====== DATASET EXTRACT ======

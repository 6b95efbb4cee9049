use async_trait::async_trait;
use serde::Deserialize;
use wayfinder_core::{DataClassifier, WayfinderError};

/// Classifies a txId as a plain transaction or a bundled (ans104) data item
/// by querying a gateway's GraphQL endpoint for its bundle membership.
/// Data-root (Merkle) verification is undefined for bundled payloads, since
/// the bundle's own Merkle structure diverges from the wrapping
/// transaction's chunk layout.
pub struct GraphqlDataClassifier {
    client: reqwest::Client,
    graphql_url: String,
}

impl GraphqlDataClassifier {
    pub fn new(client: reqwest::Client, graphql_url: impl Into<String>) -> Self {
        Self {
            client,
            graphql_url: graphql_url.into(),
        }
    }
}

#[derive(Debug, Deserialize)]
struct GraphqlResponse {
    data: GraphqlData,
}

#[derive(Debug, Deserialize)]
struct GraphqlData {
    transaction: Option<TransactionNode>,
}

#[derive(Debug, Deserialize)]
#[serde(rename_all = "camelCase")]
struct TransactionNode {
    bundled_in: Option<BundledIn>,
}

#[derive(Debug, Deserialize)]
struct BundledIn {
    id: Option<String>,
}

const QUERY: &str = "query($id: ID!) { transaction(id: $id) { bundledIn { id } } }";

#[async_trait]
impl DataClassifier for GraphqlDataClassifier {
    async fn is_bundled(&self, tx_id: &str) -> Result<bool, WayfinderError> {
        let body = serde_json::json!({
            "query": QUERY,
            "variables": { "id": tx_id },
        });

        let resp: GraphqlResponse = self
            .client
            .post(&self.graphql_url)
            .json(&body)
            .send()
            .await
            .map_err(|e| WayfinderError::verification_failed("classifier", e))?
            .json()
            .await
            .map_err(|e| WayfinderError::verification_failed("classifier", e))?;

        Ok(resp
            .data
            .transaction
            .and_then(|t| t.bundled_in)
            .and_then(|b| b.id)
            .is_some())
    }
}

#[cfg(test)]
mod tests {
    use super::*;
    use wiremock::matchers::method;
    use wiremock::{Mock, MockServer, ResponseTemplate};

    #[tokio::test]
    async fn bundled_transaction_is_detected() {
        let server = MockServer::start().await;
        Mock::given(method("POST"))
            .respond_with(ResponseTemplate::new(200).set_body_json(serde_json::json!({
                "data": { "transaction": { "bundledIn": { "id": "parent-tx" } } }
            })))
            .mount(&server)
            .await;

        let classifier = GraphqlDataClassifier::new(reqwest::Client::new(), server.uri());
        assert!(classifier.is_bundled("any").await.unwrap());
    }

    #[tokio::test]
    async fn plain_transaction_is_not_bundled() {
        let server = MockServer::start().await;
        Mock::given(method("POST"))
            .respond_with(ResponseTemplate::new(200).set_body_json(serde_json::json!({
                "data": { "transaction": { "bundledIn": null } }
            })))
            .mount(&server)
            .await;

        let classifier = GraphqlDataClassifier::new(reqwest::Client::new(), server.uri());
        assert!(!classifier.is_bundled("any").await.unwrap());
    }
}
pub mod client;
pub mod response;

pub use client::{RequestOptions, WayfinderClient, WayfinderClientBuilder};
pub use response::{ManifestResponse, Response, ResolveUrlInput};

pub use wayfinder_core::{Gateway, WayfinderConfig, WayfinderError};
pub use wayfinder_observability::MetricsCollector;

======

§ **WHAT THE EXERCISE ASKS**
Look through the records above for the string "unwrap", then copy every line that has it.

§ **YOUR RESPONSE**
        assert!(classifier.is_bundled("any").await.unwrap());
        assert!(!classifier.is_bundled("any").await.unwrap());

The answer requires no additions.